WORK TASK
Please count every line of the following material that holds "DateTimeWithTimeZone" and give the total alone.

PROVIDED MATERIAL
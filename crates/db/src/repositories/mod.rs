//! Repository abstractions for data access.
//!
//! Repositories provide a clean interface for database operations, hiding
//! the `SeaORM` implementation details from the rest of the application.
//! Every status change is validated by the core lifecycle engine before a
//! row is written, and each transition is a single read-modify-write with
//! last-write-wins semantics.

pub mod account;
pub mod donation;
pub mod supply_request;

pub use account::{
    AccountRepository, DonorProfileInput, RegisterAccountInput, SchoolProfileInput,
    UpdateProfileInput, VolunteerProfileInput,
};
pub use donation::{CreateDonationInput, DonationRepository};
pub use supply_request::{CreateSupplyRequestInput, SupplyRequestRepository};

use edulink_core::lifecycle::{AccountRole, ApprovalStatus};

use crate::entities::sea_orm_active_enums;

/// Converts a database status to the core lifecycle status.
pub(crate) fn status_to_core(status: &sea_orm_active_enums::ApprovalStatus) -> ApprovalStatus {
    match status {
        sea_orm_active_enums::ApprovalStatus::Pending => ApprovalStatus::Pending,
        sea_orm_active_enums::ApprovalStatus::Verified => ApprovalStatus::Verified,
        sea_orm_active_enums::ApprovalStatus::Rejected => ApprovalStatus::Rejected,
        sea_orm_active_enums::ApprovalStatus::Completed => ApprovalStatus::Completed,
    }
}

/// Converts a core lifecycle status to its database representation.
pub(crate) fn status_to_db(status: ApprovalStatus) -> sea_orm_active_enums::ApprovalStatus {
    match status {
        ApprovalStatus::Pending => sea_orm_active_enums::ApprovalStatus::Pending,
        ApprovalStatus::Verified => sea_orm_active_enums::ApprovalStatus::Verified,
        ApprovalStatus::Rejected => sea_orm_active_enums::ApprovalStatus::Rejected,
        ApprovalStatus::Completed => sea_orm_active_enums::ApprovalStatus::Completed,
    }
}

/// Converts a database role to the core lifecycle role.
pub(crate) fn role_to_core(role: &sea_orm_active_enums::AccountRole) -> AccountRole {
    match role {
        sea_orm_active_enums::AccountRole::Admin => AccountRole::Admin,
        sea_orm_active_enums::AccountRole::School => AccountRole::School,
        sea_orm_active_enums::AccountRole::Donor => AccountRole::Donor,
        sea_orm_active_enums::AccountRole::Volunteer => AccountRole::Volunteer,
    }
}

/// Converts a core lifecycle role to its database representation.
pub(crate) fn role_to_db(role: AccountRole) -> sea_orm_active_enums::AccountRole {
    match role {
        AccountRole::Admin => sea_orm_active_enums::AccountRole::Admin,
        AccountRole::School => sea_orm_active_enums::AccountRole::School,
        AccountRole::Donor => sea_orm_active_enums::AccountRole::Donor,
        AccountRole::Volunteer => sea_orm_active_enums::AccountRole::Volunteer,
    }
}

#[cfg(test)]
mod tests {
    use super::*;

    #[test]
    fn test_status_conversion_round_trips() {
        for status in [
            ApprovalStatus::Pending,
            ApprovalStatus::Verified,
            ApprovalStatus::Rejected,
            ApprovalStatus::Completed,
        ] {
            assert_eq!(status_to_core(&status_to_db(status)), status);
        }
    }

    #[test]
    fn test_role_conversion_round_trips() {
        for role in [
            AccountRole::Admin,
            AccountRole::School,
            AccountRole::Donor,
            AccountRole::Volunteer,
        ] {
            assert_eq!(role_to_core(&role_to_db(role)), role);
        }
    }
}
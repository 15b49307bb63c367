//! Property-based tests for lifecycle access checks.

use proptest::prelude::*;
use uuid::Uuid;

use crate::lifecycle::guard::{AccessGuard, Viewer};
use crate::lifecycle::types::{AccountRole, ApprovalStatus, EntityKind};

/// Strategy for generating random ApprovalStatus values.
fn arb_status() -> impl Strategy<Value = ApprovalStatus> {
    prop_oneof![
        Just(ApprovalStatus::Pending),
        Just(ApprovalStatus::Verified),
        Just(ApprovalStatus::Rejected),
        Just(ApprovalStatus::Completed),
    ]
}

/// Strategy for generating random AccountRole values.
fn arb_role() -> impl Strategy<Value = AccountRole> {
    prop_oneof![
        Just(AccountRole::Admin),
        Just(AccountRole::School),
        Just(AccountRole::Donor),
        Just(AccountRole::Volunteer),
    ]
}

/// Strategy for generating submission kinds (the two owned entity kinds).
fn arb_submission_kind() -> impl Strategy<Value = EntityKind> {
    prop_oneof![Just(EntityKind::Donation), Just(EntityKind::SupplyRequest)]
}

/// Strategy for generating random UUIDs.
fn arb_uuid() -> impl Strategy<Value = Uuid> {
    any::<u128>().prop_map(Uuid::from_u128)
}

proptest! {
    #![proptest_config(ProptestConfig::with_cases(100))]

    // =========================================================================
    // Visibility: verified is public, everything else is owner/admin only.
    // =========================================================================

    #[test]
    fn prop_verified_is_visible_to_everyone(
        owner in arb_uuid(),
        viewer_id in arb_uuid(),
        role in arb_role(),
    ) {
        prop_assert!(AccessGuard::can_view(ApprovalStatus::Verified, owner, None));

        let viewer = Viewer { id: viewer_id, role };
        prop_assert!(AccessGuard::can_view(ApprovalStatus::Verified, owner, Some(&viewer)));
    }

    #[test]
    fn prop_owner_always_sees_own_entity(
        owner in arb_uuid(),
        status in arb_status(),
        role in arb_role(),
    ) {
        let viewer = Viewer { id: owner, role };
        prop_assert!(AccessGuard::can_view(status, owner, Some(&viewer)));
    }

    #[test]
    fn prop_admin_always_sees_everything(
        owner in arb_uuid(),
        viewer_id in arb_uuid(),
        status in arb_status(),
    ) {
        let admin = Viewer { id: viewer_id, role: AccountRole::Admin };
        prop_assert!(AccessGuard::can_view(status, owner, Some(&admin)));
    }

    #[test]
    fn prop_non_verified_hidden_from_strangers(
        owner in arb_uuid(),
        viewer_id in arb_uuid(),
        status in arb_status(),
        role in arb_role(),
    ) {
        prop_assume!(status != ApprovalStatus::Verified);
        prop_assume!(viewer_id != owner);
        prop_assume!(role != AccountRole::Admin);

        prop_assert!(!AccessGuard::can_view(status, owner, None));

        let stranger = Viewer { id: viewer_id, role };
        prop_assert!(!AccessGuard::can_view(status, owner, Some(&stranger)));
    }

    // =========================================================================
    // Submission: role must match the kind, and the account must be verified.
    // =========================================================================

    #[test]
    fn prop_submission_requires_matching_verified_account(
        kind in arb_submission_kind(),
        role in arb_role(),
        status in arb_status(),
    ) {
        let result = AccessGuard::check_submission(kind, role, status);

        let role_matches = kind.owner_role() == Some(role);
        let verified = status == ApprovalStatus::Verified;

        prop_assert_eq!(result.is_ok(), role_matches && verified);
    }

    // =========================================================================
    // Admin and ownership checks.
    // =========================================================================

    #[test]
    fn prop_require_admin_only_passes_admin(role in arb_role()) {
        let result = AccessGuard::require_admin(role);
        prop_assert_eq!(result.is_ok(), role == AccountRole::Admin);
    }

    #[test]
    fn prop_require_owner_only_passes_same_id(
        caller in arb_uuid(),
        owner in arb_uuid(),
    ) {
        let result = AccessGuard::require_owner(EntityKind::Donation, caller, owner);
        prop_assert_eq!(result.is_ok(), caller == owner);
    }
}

==

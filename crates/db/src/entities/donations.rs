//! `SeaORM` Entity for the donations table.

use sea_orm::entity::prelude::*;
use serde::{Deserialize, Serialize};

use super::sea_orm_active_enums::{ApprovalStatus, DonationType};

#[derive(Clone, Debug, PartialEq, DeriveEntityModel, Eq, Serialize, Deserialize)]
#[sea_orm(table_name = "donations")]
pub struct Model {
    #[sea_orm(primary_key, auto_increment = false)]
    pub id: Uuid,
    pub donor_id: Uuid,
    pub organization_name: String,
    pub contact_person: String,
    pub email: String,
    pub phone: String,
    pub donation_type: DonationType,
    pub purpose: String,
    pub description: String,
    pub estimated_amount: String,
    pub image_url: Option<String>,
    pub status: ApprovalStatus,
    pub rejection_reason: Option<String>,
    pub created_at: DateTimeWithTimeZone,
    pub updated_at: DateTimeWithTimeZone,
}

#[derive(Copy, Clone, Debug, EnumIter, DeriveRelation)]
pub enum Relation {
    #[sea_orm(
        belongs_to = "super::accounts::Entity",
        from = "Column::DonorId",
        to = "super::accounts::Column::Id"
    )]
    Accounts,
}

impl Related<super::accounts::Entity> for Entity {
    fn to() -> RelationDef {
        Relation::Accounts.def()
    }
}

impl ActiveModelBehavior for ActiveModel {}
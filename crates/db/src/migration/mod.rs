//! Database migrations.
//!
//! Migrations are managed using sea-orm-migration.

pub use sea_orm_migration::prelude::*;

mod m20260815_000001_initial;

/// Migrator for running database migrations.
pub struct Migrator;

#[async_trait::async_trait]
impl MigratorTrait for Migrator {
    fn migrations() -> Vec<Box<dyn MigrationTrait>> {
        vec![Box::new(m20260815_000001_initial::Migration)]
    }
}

FINAL ANSWER
2